When I say 'God chooses', I mean that.  He does the choosing; you do the obeying.  You throw away your 'what kind of guy do I want' lists.  You know:  dark hair, same likes and dislikes, maybe a musician, good talker, etc., etc., etc.  We all have them and for the most part, they're all wrong.  Why?  Because we usually pick guys like us or like our fathers, or someone that can 'make us happy'.  If you aren't happy going into a marriage, a guy isn't going to do the trick.  Marriage is a two way street and if you expect someone else to make your day, or future, you're headed for a huge disappointment.

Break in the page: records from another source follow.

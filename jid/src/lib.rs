// This Source Code Form is subject to the terms of the Mozilla Public
// License, v. 2.0. If a copy of the MPL was not distributed with this
// file, You can obtain one at http://mozilla.org/MPL/2.0/.

#![deny(missing_docs)]

//! Provides a type for Jabber IDs.
//!
//! A JID is the triple `(local?, domain, resource?)` serialized as
//! `local@domain/resource`.  Parsing splits on the first `/` (everything
//! after it, including further `/`, is the resource) and then on the first
//! `@`.  Parts are limited to 1023 bytes each and compared byte for byte.
//!
//! For usage, check the documentation on the `Jid` struct.

use core::num::NonZeroU16;
use std::convert::TryFrom;
use std::fmt;
use std::str::FromStr;

#[cfg(feature = "serde")]
use serde::{de, Deserialize, Deserializer, Serialize, Serializer};

mod error;
pub use crate::error::Error;

mod escape;
pub use crate::escape::{escape_local, unescape_local};

mod inner;
use inner::InnerJid;

/// An enum representing a Jabber ID. It can be either a `FullJid` or a `BareJid`.
#[derive(Debug, Clone, PartialEq, Eq, Hash)]
pub enum Jid {
    /// Bare Jid
    Bare(BareJid),

    /// Full Jid
    Full(FullJid),
}

impl FromStr for Jid {
    type Err = Error;

    fn from_str(s: &str) -> Result<Jid, Error> {
        Jid::new(s)
    }
}

impl From<Jid> for String {
    fn from(jid: Jid) -> String {
        match jid {
            Jid::Bare(bare) => String::from(bare),
            Jid::Full(full) => String::from(full),
        }
    }
}

impl From<&Jid> for String {
    fn from(jid: &Jid) -> String {
        match jid {
            Jid::Bare(bare) => String::from(bare),
            Jid::Full(full) => String::from(full),
        }
    }
}

impl From<BareJid> for Jid {
    fn from(bare_jid: BareJid) -> Jid {
        Jid::Bare(bare_jid)
    }
}

impl From<FullJid> for Jid {
    fn from(full_jid: FullJid) -> Jid {
        Jid::Full(full_jid)
    }
}

impl fmt::Display for Jid {
    fn fmt(&self, fmt: &mut fmt::Formatter) -> Result<(), fmt::Error> {
        match self {
            Jid::Bare(bare) => fmt.write_str(&bare.inner.normalized),
            Jid::Full(full) => fmt.write_str(&full.inner.normalized),
        }
    }
}

impl Jid {
    /// Constructs a Jabber ID from a string.
    ///
    /// This is of the form `local`@`domain`/`resource`.
    ///
    /// # Examples
    ///
    /// ```
    /// use quill_jid::Jid;
    /// # use quill_jid::Error;
    ///
    /// # fn main() -> Result<(), Error> {
    /// let jid = Jid::new("local@domain/resource")?;
    ///
    /// assert_eq!(jid.local(), Some("local"));
    /// assert_eq!(jid.domain(), "domain");
    /// assert_eq!(jid.resource(), Some("resource"));
    /// # Ok(())
    /// # }
    /// ```
    pub fn new(s: &str) -> Result<Jid, Error> {
        let inner = InnerJid::new(s)?;
        if inner.slash.is_some() {
            Ok(Jid::Full(FullJid { inner }))
        } else {
            Ok(Jid::Bare(BareJid { inner }))
        }
    }

    /// The local part of the Jabber ID, if it exists, else None.
    pub fn local(&self) -> Option<&str> {
        match self {
            Jid::Bare(BareJid { inner }) | Jid::Full(FullJid { inner }) => inner.local(),
        }
    }

    /// The domain of the Jabber ID.
    pub fn domain(&self) -> &str {
        match self {
            Jid::Bare(BareJid { inner }) | Jid::Full(FullJid { inner }) => inner.domain(),
        }
    }

    /// The resource of the Jabber ID.
    pub fn resource(&self) -> Option<&str> {
        match self {
            Jid::Bare(BareJid { inner }) | Jid::Full(FullJid { inner }) => inner.resource(),
        }
    }

    /// Extract a bare JID from this JID, throwing away the resource.
    pub fn to_bare(&self) -> BareJid {
        match self {
            Jid::Full(jid) => jid.to_bare(),
            Jid::Bare(jid) => jid.clone(),
        }
    }

    /// Transforms this JID into a bare JID, throwing away the resource.
    pub fn into_bare(self) -> BareJid {
        match self {
            Jid::Full(jid) => jid.into_bare(),
            Jid::Bare(jid) => jid,
        }
    }
}

impl TryFrom<Jid> for FullJid {
    type Error = Error;

    fn try_from(jid: Jid) -> Result<Self, Self::Error> {
        match jid {
            Jid::Full(full) => Ok(full),
            Jid::Bare(_) => Err(Error::NoResource),
        }
    }
}

impl PartialEq<Jid> for FullJid {
    fn eq(&self, other: &Jid) -> bool {
        match other {
            Jid::Full(full) => self == full,
            Jid::Bare(_) => false,
        }
    }
}

impl PartialEq<Jid> for BareJid {
    fn eq(&self, other: &Jid) -> bool {
        match other {
            Jid::Full(_) => false,
            Jid::Bare(bare) => self == bare,
        }
    }
}

impl PartialEq<FullJid> for Jid {
    fn eq(&self, other: &FullJid) -> bool {
        match self {
            Jid::Full(full) => full == other,
            Jid::Bare(_) => false,
        }
    }
}

impl PartialEq<BareJid> for Jid {
    fn eq(&self, other: &BareJid) -> bool {
        match self {
            Jid::Full(_) => false,
            Jid::Bare(bare) => bare == other,
        }
    }
}

/// A struct representing a full Jabber ID.
///
/// A full Jabber ID is composed of 3 components, of which one is optional:
///
///  - A local part, which is the optional part before the @.
///  - A domain, which is the mandatory part after the @ but before the /.
///  - A resource, which is the part after the first /.
///
/// Unlike a `BareJid`, it always contains a resource, and should only be used
/// when you are certain there is no case where a resource can be missing.
/// Otherwise, use a `Jid` enum.
#[derive(Clone, PartialEq, Eq, Hash)]
pub struct FullJid {
    inner: InnerJid,
}

/// A struct representing a bare Jabber ID.
///
/// A bare Jabber ID is composed of 2 components, of which one is optional:
///
///  - A local part, which is the optional part before the @.
///  - A domain, which is the mandatory part after the @.
///
/// Unlike a `FullJid`, it can’t contain a resource, and should only be used
/// when you are certain there is no case where a resource can be set.
/// Otherwise, use a `Jid` enum.
#[derive(Clone, PartialEq, Eq, Hash)]
pub struct BareJid {
    inner: InnerJid,
}

impl From<FullJid> for String {
    fn from(jid: FullJid) -> String {
        String::from(&jid)
    }
}

impl From<&FullJid> for String {
    fn from(jid: &FullJid) -> String {
        jid.inner.normalized.clone()
    }
}

impl From<BareJid> for String {
    fn from(jid: BareJid) -> String {
        String::from(&jid)
    }
}

impl From<&BareJid> for String {
    fn from(jid: &BareJid) -> String {
        jid.inner.normalized.clone()
    }
}

impl fmt::Debug for FullJid {
    fn fmt(&self, fmt: &mut fmt::Formatter) -> Result<(), fmt::Error> {
        write!(fmt, "FullJID({})", self)
    }
}

impl fmt::Debug for BareJid {
    fn fmt(&self, fmt: &mut fmt::Formatter) -> Result<(), fmt::Error> {
        write!(fmt, "BareJID({})", self)
    }
}

impl fmt::Display for FullJid {
    fn fmt(&self, fmt: &mut fmt::Formatter) -> Result<(), fmt::Error> {
        fmt.write_str(&self.inner.normalized)
    }
}

impl fmt::Display for BareJid {
    fn fmt(&self, fmt: &mut fmt::Formatter) -> Result<(), fmt::Error> {
        fmt.write_str(&self.inner.normalized)
    }
}

#[cfg(feature = "serde")]
impl Serialize for Jid {
    fn serialize<S>(&self, serializer: S) -> Result<S::Ok, S::Error>
    where
        S: Serializer,
    {
        serializer.serialize_str(String::from(self).as_str())
    }
}

#[cfg(feature = "serde")]
impl<'de> Deserialize<'de> for Jid {
    fn deserialize<D>(deserializer: D) -> Result<Self, D::Error>
    where
        D: Deserializer<'de>,
    {
        let s = String::deserialize(deserializer)?;
        Jid::from_str(&s).map_err(de::Error::custom)
    }
}

#[cfg(feature = "serde")]
impl Serialize for FullJid {
    fn serialize<S>(&self, serializer: S) -> Result<S::Ok, S::Error>
    where
        S: Serializer,
    {
        serializer.serialize_str(&self.inner.normalized)
    }
}

#[cfg(feature = "serde")]
impl Serialize for BareJid {
    fn serialize<S>(&self, serializer: S) -> Result<S::Ok, S::Error>
    where
        S: Serializer,
    {
        serializer.serialize_str(&self.inner.normalized)
    }
}

#[cfg(feature = "serde")]
impl<'de> Deserialize<'de> for FullJid {
    fn deserialize<D>(deserializer: D) -> Result<Self, D::Error>
    where
        D: Deserializer<'de>,
    {
        let s = String::deserialize(deserializer)?;
        FullJid::from_str(&s).map_err(de::Error::custom)
    }
}

#[cfg(feature = "serde")]
impl<'de> Deserialize<'de> for BareJid {
    fn deserialize<D>(deserializer: D) -> Result<Self, D::Error>
    where
        D: Deserializer<'de>,
    {
        let s = String::deserialize(deserializer)?;
        BareJid::from_str(&s).map_err(de::Error::custom)
    }
}

impl FromStr for FullJid {
    type Err = Error;

    fn from_str(s: &str) -> Result<FullJid, Error> {
        FullJid::new(s)
    }
}

impl FullJid {
    /// Constructs a full Jabber ID containing all three components.
    ///
    /// This is of the form `local`@`domain`/`resource`.
    ///
    /// # Examples
    ///
    /// ```
    /// use quill_jid::FullJid;
    /// # use quill_jid::Error;
    ///
    /// # fn main() -> Result<(), Error> {
    /// let jid = FullJid::new("local@domain/resource")?;
    ///
    /// assert_eq!(jid.local(), Some("local"));
    /// assert_eq!(jid.domain(), "domain");
    /// assert_eq!(jid.resource(), "resource");
    /// # Ok(())
    /// # }
    /// ```
    pub fn new(s: &str) -> Result<FullJid, Error> {
        let inner = InnerJid::new(s)?;
        if inner.slash.is_some() {
            Ok(FullJid { inner })
        } else {
            Err(Error::NoResource)
        }
    }

    /// The local part of the Jabber ID, if it exists, else None.
    pub fn local(&self) -> Option<&str> {
        self.inner.local()
    }

    /// The domain part of the Jabber ID.
    pub fn domain(&self) -> &str {
        self.inner.domain()
    }

    /// The resource of the Jabber ID.  Since this is a full JID it is always present.
    pub fn resource(&self) -> &str {
        self.inner.resource().unwrap()
    }

    /// Extract a bare JID from this full JID, throwing away the resource.
    pub fn to_bare(&self) -> BareJid {
        let slash = self.inner.slash.unwrap().get() as usize;
        let normalized = self.inner.normalized[..slash].to_string();
        let inner = InnerJid {
            normalized,
            at: self.inner.at,
            slash: None,
        };
        BareJid { inner }
    }

    /// Transforms this full JID into a bare JID, throwing away the resource.
    pub fn into_bare(mut self) -> BareJid {
        let slash = self.inner.slash.unwrap().get() as usize;
        self.inner.normalized.truncate(slash);
        self.inner.normalized.shrink_to_fit();
        self.inner.slash = None;
        BareJid { inner: self.inner }
    }
}

impl FromStr for BareJid {
    type Err = Error;

    fn from_str(s: &str) -> Result<BareJid, Error> {
        BareJid::new(s)
    }
}

impl BareJid {
    /// Constructs a bare Jabber ID, containing two components.
    ///
    /// This is of the form `local`@`domain`.
    ///
    /// # Examples
    ///
    /// ```
    /// use quill_jid::BareJid;
    /// # use quill_jid::Error;
    ///
    /// # fn main() -> Result<(), Error> {
    /// let jid = BareJid::new("local@domain")?;
    ///
    /// assert_eq!(jid.local(), Some("local"));
    /// assert_eq!(jid.domain(), "domain");
    /// # Ok(())
    /// # }
    /// ```
    pub fn new(s: &str) -> Result<BareJid, Error> {
        let inner = InnerJid::new(s)?;
        if inner.slash.is_none() {
            Ok(BareJid { inner })
        } else {
            Err(Error::ResourceInBareJid)
        }
    }

    /// The local part of the Jabber ID, if it exists, else None.
    pub fn local(&self) -> Option<&str> {
        self.inner.local()
    }

    /// The domain part of the Jabber ID.
    pub fn domain(&self) -> &str {
        self.inner.domain()
    }

    /// Constructs a full Jabber ID from a bare Jabber ID, specifying a
    /// `resource`.
    ///
    /// # Examples
    ///
    /// ```
    /// use quill_jid::BareJid;
    ///
    /// let bare = BareJid::new("local@domain").unwrap();
    /// let full = bare.with_resource("resource").unwrap();
    ///
    /// assert_eq!(full.local(), Some("local"));
    /// assert_eq!(full.domain(), "domain");
    /// assert_eq!(full.resource(), "resource");
    /// ```
    pub fn with_resource(&self, resource: &str) -> Result<FullJid, Error> {
        if resource.is_empty() {
            return Err(Error::InvalidResource);
        }
        if resource.len() > 1023 {
            return Err(Error::TooLong);
        }
        let slash = NonZeroU16::new(self.inner.normalized.len() as u16);
        let normalized = format!("{}/{resource}", self.inner.normalized);
        let inner = InnerJid {
            normalized,
            at: self.inner.at,
            slash,
        };
        Ok(FullJid { inner })
    }
}

#[cfg(feature = "minidom")]
use minidom::{IntoAttributeValue, Node};

#[cfg(feature = "minidom")]
impl IntoAttributeValue for Jid {
    fn into_attribute_value(self) -> Option<String> {
        Some(String::from(self))
    }
}

#[cfg(feature = "minidom")]
impl From<Jid> for Node {
    fn from(jid: Jid) -> Node {
        Node::Text(String::from(jid))
    }
}

#[cfg(feature = "minidom")]
impl IntoAttributeValue for FullJid {
    fn into_attribute_value(self) -> Option<String> {
        Some(String::from(self))
    }
}

#[cfg(feature = "minidom")]
impl From<FullJid> for Node {
    fn from(jid: FullJid) -> Node {
        Node::Text(String::from(jid))
    }
}

#[cfg(feature = "minidom")]
impl IntoAttributeValue for BareJid {
    fn into_attribute_value(self) -> Option<String> {
        Some(String::from(self))
    }
}

#[cfg(feature = "minidom")]
impl From<BareJid> for Node {
    fn from(jid: BareJid) -> Node {
        Node::Text(String::from(jid))
    }
}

But, even after 15 years of marriage and things panning out, I still got those feelings of fear after we'd have a fight or disagreement.  The enemy gets in there immediately and grabs hold of certain situations because he knows our weaknesses.  He knows what will throw us out of balance.  This one, for me, was huge.  

The thoughts start pouring in... 'He's got someone in mind and now that you two aren't talking, he's going to do more than look.'    'What if he leaves?  What are you going to do?  How will you live?  Can you afford to live on your own?  How will you cope with the depression of losing another male relationship?  Will you be able to function while in that mode?'    'I'm just going to leave, take some money and disappear!  He won't know where I am and then he'll be sorry.'    'He doesn't care about me!  Why should I care about him?'  

All these thoughts come flooding into my mind....almost at once.  It never fails.  Then I have to sort them out, one by one, and reason why each one is not the truth before I finally realize that this is only a trick of the deceiver and I shouldn't be entertaining those thoughts anyway.

Why... after all these years, don't I know that right off the bat?  Why do people go through depression when they know there's usually no reason for it in the first place?  Why is the world round?  Questions like these seem to have a simple answer.  But, for the most part, they are very complex and there's no one answer for any of them.  Robin Williams said to his friend, Dick Cavett, "I hate when people say, "what do you have to be depressed about?"  Nobody knows what's going on inside someone.  Nobody knows the demons they deal with and until you do, you can't ask an ignorant question like that.

Depression comes from many sources and fear is one of them.  There's only one remedy for fear. "There is no fear in love; but perfect love drives out fear: because fear has torment.  He that fears is not made perfect in love."  I John 4:18  

In other words, 'love' here means God.  If you know the Father God and His son Jesus, you can dispel fear because you've got the greatest gift in the world.  You've got the person who created everything, living in your heart.  You've got the One who gave His own life to set you free from sin and death and FEAR.  All you have to do is say the scripture verses that pertain to fear vs. love, and the enemy can't stay anymore.  He can't reside in the same place with love...God is love.  God resides in your heart; the enemy can't be there too.

Do you want to live in fear or be set free?  You have a choice.  You're still alive in this body.  You can choose to be under God's tutelage or under the thumb of the enemy, the deceiver, the liar of all liars and the bringer of fear.  Which one are you going to choose?